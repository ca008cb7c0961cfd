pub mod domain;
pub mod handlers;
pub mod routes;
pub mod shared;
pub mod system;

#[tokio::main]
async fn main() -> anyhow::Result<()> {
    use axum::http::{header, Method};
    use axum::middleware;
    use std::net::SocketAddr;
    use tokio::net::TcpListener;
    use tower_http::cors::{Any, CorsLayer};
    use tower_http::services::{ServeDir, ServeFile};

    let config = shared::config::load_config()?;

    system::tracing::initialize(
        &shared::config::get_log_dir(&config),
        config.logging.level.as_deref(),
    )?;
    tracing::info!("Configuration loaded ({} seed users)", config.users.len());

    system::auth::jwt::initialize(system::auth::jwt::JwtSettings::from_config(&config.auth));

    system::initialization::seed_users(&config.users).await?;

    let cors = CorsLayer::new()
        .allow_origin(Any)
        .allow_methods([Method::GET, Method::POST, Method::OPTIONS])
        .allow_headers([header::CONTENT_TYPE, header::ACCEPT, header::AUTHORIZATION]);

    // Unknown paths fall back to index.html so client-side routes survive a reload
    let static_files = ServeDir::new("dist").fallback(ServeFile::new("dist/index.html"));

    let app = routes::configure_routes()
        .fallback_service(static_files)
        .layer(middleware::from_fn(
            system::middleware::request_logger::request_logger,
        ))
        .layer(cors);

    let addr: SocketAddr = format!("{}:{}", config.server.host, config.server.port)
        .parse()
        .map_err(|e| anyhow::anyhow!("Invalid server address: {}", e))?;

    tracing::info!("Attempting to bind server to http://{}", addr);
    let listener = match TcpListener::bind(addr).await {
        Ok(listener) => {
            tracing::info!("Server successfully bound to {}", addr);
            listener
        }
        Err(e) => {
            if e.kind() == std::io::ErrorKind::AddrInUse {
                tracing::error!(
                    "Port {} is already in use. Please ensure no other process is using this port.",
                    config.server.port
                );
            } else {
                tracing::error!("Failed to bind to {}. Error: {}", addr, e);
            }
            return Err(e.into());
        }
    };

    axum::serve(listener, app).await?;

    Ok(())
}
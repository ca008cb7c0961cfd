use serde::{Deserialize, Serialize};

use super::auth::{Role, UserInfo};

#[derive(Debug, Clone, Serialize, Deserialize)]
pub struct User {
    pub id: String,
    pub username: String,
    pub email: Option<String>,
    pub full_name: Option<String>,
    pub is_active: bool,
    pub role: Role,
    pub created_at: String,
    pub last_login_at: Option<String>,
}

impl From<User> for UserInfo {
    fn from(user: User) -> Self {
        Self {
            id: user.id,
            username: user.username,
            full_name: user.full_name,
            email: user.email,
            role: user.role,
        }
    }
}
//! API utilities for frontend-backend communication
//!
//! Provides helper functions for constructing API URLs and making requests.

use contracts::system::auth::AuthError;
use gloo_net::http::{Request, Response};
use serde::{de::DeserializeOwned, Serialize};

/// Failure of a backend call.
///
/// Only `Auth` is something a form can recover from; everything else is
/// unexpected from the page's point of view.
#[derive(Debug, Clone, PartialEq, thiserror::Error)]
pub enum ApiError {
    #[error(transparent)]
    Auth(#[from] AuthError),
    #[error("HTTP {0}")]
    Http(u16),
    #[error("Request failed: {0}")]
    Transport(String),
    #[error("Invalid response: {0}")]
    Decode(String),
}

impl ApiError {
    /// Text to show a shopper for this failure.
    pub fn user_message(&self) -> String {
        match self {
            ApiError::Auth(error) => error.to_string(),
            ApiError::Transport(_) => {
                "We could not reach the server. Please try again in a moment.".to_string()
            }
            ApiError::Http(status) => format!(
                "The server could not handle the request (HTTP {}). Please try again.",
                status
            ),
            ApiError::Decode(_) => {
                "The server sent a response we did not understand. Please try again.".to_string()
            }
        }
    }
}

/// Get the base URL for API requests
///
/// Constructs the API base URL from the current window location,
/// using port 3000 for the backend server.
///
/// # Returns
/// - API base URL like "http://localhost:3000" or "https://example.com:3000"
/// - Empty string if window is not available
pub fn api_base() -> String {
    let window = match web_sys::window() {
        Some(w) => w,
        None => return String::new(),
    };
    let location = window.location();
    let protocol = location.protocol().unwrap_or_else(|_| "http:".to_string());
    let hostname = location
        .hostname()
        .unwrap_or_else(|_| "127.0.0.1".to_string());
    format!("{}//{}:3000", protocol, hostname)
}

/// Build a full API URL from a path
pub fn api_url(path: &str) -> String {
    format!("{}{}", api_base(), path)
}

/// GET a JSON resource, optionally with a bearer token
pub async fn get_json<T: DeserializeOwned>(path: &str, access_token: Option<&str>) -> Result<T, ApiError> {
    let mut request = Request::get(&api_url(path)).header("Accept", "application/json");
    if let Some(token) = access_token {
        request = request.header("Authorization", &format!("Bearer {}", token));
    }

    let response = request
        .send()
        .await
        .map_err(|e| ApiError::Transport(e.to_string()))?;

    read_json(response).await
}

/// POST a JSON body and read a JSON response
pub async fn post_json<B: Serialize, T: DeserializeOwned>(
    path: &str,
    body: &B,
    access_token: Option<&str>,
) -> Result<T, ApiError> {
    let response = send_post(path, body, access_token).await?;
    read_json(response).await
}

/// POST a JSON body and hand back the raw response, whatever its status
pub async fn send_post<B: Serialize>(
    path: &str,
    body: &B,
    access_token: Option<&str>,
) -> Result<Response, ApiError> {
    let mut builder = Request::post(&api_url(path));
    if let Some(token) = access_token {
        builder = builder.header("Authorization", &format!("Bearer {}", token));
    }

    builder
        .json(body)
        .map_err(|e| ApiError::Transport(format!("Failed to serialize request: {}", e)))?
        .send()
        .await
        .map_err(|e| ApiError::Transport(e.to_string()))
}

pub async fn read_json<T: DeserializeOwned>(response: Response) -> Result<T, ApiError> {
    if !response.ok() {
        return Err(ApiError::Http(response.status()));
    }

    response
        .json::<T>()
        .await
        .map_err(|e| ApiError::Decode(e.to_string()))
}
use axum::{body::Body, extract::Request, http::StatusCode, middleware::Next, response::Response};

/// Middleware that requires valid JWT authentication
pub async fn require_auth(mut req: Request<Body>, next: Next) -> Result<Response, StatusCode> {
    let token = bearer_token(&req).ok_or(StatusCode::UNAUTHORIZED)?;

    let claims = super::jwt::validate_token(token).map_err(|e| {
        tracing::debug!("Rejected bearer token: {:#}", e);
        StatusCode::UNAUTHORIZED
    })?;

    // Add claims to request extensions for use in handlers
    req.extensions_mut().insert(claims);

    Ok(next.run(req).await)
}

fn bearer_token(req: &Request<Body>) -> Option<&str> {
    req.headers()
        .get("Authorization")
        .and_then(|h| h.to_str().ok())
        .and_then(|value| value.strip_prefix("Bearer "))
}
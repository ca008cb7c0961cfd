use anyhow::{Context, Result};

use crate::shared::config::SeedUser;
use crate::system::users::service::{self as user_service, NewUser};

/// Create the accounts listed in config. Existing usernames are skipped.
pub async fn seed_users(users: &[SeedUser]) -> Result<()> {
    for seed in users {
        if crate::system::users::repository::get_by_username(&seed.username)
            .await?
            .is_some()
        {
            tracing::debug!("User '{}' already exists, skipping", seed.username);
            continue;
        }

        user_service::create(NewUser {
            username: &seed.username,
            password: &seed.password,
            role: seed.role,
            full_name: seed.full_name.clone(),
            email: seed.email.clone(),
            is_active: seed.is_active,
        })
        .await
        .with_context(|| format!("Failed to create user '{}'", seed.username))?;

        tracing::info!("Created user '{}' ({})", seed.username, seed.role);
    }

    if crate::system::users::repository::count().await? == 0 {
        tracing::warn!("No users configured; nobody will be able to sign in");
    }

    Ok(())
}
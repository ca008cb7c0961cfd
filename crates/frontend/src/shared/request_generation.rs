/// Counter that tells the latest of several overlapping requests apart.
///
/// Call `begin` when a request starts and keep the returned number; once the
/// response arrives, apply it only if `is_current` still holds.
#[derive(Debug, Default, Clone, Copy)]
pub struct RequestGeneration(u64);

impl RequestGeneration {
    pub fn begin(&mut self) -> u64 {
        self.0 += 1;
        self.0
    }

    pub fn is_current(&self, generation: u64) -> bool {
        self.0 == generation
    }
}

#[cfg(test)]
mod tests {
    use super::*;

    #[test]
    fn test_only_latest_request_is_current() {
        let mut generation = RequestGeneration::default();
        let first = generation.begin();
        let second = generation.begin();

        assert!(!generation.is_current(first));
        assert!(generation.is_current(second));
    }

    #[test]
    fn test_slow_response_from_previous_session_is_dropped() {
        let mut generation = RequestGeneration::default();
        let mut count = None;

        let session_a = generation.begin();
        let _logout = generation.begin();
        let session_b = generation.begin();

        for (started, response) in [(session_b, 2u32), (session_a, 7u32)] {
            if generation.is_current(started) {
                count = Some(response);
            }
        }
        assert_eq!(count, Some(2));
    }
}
- - - - - - -
• [EXERCISE] Among the records above, find each line holding the string "second" and pull it out.

• [RESULT FOR THIS EXERCISE]
        let second = generation.begin();
        assert!(generation.is_current(second));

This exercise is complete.